BEGIN

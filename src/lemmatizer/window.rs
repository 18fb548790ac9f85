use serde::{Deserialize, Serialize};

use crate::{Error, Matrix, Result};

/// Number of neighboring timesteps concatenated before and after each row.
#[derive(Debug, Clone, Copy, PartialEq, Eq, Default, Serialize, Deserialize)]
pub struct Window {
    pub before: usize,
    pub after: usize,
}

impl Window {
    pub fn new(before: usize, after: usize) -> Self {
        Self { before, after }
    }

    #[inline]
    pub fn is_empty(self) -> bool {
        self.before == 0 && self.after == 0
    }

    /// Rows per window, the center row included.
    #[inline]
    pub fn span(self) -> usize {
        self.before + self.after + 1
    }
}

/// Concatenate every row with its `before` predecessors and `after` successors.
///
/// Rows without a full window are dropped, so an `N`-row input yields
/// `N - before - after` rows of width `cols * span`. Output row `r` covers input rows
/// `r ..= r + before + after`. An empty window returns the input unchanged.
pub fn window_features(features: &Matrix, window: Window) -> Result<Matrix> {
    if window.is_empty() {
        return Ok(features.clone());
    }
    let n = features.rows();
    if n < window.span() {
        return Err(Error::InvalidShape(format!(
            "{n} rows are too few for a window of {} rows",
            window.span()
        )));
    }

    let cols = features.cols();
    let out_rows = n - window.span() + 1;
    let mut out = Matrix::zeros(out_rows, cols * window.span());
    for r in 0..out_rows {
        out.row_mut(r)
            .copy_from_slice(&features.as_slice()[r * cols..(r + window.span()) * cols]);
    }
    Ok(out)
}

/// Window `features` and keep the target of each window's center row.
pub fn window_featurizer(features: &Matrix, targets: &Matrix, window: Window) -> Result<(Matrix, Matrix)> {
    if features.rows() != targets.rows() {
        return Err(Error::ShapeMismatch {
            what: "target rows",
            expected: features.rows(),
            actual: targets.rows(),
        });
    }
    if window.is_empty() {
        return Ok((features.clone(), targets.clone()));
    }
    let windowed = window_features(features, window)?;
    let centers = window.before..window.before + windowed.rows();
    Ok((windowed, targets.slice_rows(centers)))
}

END

§ **Work order**: All the lines above should appear again in the answer, exactly as written.

§ **Solution to this task**:
filename src/lemmatizer/window.rs
repository 18fb548790ac9f85
use serde::{Deserialize, Serialize};

use crate::{Error, Matrix, Result};

/// Number of neighboring timesteps concatenated before and after each row.
#[derive(Debug, Clone, Copy, PartialEq, Eq, Default, Serialize, Deserialize)]
pub struct Window {
    pub before: usize,
    pub after: usize,
}

impl Window {
    pub fn new(before: usize, after: usize) -> Self {
        Self { before, after }
    }

    #[inline]
    pub fn is_empty(self) -> bool {
        self.before == 0 && self.after == 0
    }

    /// Rows per window, the center row included.
    #[inline]
    pub fn span(self) -> usize {
        self.before + self.after + 1
    }
}

/// Concatenate every row with its `before` predecessors and `after` successors.
///
/// Rows without a full window are dropped, so an `N`-row input yields
/// `N - before - after` rows of width `cols * span`. Output row `r` covers input rows
/// `r ..= r + before + after`. An empty window returns the input unchanged.
pub fn window_features(features: &Matrix, window: Window) -> Result<Matrix> {
    if window.is_empty() {
        return Ok(features.clone());
    }
    let n = features.rows();
    if n < window.span() {
        return Err(Error::InvalidShape(format!(
            "{n} rows are too few for a window of {} rows",
            window.span()
        )));
    }

    let cols = features.cols();
    let out_rows = n - window.span() + 1;
    let mut out = Matrix::zeros(out_rows, cols * window.span());
    for r in 0..out_rows {
        out.row_mut(r)
            .copy_from_slice(&features.as_slice()[r * cols..(r + window.span()) * cols]);
    }
    Ok(out)
}

/// Window `features` and keep the target of each window's center row.
pub fn window_featurizer(features: &Matrix, targets: &Matrix, window: Window) -> Result<(Matrix, Matrix)> {
    if features.rows() != targets.rows() {
        return Err(Error::ShapeMismatch {
            what: "target rows",
            expected: features.rows(),
            actual: targets.rows(),
        });
    }
    if window.is_empty() {
        return Ok((features.clone(), targets.clone()));
    }
    let windowed = window_features(features, window)?;
    let centers = window.before..window.before + windowed.rows();
    Ok((windowed, targets.slice_rows(centers)))
}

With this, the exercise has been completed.